[Start of Attachment]

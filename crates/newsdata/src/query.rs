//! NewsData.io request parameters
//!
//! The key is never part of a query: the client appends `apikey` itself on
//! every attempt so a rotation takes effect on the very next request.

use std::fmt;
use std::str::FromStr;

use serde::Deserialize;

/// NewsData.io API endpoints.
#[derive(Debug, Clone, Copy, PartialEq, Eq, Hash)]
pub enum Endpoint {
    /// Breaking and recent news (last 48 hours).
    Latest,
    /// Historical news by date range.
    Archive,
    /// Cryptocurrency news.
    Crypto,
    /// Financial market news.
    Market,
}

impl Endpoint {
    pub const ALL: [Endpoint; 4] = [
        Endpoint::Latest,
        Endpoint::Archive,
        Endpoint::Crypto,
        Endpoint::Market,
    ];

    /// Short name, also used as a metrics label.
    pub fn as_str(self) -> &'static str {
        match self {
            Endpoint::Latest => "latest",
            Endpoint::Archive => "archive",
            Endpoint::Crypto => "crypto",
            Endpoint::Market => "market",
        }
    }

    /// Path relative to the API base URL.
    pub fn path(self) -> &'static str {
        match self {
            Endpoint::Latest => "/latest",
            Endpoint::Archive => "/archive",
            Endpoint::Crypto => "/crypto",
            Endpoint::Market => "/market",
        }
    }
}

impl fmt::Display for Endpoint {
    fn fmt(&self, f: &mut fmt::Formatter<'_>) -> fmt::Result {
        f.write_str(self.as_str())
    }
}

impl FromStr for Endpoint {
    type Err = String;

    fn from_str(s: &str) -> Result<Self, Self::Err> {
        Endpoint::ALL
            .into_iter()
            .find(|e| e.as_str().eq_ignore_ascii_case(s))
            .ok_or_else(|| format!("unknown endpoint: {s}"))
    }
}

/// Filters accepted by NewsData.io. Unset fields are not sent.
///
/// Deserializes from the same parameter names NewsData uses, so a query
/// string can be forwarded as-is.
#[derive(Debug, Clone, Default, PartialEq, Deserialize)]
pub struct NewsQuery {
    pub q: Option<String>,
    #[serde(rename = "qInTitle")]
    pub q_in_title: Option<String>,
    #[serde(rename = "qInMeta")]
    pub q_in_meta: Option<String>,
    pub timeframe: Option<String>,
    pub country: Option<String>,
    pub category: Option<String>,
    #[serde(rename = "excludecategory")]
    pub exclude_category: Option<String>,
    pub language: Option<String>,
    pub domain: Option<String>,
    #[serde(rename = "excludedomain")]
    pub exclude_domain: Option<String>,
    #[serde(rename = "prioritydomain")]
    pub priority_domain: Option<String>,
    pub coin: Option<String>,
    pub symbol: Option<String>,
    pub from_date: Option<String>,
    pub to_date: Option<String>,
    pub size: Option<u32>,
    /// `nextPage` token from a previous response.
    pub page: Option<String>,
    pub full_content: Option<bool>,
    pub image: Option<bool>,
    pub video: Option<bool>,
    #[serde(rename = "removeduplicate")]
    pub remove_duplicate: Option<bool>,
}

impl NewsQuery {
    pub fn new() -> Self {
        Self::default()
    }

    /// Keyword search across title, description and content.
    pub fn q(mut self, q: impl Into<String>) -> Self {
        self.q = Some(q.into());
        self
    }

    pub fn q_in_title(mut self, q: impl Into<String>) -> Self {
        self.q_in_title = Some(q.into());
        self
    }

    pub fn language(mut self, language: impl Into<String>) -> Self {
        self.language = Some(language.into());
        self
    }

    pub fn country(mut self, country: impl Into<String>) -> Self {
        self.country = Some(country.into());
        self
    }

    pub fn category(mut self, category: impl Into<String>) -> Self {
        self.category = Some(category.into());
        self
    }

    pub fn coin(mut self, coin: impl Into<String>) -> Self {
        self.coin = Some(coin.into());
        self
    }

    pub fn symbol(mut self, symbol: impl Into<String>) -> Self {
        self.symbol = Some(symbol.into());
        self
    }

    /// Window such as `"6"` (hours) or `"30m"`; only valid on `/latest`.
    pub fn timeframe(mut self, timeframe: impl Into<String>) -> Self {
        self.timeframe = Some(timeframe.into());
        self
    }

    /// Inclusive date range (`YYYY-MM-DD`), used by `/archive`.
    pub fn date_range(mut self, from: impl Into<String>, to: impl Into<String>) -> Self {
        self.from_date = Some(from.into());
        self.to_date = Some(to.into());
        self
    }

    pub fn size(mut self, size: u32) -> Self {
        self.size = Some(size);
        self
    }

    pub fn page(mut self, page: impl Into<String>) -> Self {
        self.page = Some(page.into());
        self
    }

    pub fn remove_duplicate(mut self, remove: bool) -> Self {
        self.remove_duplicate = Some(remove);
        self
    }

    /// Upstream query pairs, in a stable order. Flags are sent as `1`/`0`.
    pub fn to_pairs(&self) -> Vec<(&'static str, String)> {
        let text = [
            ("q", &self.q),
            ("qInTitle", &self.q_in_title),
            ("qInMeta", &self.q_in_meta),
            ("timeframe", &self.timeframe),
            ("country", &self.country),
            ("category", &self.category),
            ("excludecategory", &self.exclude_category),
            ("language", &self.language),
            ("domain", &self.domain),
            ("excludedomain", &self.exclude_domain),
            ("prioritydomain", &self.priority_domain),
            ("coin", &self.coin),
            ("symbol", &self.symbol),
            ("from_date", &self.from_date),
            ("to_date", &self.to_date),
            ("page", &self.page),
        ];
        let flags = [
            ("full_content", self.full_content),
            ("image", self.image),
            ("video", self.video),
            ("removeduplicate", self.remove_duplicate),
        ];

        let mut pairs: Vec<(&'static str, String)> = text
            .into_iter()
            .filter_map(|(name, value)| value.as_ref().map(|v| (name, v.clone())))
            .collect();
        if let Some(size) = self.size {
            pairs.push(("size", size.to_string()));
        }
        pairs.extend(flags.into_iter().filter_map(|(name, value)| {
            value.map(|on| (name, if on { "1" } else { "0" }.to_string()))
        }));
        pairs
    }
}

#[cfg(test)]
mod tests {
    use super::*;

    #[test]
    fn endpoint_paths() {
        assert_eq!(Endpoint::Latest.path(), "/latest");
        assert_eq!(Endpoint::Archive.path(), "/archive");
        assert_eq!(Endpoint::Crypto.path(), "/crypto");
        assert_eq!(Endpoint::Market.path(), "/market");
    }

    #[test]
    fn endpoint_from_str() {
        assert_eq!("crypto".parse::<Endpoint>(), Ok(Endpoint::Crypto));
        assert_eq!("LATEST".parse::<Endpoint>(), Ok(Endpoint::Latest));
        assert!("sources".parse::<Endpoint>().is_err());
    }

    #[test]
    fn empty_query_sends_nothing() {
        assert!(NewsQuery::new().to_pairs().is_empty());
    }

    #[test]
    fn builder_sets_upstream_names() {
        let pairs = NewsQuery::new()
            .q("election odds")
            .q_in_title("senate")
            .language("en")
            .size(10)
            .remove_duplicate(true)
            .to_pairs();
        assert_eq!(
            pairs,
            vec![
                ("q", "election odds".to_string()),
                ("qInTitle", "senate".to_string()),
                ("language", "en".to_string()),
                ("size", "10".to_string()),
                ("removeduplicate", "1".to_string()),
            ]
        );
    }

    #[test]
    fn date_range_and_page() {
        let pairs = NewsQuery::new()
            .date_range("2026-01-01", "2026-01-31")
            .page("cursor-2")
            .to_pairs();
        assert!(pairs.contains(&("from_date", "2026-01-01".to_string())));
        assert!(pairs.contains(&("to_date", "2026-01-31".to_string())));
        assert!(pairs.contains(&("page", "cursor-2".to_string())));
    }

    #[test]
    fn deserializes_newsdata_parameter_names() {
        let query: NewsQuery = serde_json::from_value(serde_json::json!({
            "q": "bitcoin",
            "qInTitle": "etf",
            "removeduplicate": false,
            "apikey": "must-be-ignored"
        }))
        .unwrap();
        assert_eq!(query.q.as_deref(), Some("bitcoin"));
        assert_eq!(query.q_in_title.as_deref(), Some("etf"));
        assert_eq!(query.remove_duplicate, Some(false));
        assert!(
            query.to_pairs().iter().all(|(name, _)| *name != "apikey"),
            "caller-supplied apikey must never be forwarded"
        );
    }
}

[End of Attachment]

REQUIRED WORK: Search the material above for "request". Copy each line that has it.

ANSWER SPACE:
//! NewsData.io request parameters
//! every attempt so a rotation takes effect on the very next request.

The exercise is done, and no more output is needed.